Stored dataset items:
*** Begin section ***

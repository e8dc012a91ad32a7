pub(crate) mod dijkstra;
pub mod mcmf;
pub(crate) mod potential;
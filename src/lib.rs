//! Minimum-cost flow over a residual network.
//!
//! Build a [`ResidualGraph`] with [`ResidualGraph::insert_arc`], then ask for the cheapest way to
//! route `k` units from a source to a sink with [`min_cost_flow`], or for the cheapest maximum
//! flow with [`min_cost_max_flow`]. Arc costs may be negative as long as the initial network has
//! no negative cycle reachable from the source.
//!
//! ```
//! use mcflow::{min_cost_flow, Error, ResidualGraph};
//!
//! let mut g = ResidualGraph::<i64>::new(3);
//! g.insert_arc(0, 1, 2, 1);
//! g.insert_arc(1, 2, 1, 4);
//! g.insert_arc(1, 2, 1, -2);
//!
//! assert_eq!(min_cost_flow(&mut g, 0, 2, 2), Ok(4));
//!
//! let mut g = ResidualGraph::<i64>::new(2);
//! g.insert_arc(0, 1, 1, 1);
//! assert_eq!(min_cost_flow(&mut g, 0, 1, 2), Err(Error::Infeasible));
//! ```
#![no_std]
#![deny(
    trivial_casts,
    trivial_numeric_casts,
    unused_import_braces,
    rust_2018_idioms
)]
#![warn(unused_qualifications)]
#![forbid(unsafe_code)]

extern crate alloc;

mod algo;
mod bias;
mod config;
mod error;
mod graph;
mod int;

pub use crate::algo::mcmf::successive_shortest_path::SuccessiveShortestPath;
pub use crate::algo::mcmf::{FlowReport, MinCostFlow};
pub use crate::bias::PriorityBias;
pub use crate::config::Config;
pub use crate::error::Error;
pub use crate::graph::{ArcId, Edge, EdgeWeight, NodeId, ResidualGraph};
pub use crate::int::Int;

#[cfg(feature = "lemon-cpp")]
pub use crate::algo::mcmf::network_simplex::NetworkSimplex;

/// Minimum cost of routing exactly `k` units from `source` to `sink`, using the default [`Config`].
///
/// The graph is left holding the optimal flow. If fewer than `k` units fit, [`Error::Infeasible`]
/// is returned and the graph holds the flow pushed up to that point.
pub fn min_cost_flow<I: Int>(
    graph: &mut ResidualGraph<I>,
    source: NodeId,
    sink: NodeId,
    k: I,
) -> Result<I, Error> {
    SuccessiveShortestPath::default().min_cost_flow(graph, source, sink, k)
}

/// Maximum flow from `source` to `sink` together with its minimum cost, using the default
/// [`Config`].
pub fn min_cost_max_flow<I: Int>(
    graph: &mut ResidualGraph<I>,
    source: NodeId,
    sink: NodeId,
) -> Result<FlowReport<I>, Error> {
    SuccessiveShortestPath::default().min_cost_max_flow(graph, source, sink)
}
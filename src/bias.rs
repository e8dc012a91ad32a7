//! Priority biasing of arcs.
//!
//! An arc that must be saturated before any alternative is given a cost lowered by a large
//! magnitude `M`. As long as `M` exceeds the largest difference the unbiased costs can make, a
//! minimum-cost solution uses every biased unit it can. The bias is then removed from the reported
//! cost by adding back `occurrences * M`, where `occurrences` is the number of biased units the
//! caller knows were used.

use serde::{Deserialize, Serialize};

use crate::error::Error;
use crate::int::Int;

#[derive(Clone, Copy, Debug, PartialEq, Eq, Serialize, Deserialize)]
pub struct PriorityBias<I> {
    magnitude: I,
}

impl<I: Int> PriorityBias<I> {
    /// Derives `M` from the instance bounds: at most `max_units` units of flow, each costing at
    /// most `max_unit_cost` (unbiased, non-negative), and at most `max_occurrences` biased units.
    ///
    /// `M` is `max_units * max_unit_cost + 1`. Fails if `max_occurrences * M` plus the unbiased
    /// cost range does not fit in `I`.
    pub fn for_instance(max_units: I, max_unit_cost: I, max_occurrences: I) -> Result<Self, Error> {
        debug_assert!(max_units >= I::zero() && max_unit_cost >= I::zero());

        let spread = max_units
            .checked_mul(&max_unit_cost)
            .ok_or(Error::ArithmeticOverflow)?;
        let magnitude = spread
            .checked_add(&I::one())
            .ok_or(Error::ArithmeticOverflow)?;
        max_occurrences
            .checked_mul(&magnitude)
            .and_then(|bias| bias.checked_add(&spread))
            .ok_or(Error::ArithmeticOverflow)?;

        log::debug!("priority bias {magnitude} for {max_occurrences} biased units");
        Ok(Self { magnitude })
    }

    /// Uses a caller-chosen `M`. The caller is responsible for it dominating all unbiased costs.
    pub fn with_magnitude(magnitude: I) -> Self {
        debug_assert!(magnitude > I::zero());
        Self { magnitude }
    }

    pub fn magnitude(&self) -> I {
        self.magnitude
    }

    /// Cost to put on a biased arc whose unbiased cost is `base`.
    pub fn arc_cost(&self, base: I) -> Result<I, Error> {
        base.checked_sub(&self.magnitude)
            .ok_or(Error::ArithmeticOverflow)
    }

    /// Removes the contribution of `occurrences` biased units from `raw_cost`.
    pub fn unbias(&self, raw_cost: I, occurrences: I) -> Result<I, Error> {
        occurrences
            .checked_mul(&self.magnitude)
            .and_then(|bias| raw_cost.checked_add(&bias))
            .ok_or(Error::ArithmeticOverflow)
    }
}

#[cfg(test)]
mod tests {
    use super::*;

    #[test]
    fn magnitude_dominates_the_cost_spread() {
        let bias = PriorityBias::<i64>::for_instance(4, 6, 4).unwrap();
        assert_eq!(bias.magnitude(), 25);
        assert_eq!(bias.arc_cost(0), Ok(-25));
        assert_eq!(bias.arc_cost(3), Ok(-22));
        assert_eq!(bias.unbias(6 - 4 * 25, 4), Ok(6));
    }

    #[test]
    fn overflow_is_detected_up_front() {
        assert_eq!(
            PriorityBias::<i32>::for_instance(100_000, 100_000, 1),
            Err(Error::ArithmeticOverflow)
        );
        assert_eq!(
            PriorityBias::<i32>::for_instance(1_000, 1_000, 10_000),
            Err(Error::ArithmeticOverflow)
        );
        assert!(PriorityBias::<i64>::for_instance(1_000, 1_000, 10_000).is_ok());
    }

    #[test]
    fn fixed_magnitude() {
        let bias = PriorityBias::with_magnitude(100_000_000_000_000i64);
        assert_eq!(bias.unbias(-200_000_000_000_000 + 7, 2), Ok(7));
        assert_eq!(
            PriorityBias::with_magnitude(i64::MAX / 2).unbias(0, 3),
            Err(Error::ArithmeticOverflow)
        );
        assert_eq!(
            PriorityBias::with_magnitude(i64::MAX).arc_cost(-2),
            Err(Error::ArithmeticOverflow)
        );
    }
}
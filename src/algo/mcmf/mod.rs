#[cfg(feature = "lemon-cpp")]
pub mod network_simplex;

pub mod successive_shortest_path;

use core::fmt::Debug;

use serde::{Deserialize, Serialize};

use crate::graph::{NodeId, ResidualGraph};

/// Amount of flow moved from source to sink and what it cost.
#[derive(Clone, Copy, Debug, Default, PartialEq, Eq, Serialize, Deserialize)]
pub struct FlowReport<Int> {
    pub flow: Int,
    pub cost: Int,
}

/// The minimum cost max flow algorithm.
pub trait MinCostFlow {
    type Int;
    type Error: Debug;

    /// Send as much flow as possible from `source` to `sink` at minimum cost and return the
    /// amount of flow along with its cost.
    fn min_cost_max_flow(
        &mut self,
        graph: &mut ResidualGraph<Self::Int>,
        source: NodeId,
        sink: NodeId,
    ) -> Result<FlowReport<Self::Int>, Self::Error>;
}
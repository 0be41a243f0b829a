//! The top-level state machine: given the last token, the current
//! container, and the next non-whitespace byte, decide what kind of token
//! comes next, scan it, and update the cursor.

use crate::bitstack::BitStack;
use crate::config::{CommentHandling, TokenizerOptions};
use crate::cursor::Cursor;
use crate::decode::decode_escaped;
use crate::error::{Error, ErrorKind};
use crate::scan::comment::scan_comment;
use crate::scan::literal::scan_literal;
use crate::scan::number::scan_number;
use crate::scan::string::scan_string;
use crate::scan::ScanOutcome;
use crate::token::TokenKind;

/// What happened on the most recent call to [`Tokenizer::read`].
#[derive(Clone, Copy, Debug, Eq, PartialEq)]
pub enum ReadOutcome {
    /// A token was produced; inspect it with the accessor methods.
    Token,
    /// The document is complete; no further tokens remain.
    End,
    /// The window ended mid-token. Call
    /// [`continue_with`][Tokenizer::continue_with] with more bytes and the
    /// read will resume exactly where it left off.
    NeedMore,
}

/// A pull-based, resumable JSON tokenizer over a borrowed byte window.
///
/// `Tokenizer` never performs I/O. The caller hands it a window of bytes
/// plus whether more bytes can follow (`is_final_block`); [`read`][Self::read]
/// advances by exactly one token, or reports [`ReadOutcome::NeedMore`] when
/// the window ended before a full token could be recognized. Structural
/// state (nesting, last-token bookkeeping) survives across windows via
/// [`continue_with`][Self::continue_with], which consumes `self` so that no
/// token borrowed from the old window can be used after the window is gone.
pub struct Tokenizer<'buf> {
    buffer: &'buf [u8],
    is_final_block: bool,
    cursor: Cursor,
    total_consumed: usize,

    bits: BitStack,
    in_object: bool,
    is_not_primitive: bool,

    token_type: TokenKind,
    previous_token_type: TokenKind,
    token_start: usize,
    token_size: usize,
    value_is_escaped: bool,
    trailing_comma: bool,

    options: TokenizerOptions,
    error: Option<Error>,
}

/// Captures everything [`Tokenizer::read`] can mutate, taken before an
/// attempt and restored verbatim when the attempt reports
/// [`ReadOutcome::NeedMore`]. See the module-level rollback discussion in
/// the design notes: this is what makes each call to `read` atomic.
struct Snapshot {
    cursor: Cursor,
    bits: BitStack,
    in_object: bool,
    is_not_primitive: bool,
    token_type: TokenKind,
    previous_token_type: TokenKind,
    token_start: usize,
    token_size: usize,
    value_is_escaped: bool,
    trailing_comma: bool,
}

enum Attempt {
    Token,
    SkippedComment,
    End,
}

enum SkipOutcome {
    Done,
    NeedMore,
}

*** End section ***

▸ **YOUR ASSIGNMENT**: In the records above, how many lines hold the string "caller"? Reply with only the number.

▸ **EXERCISE RESULT**: 3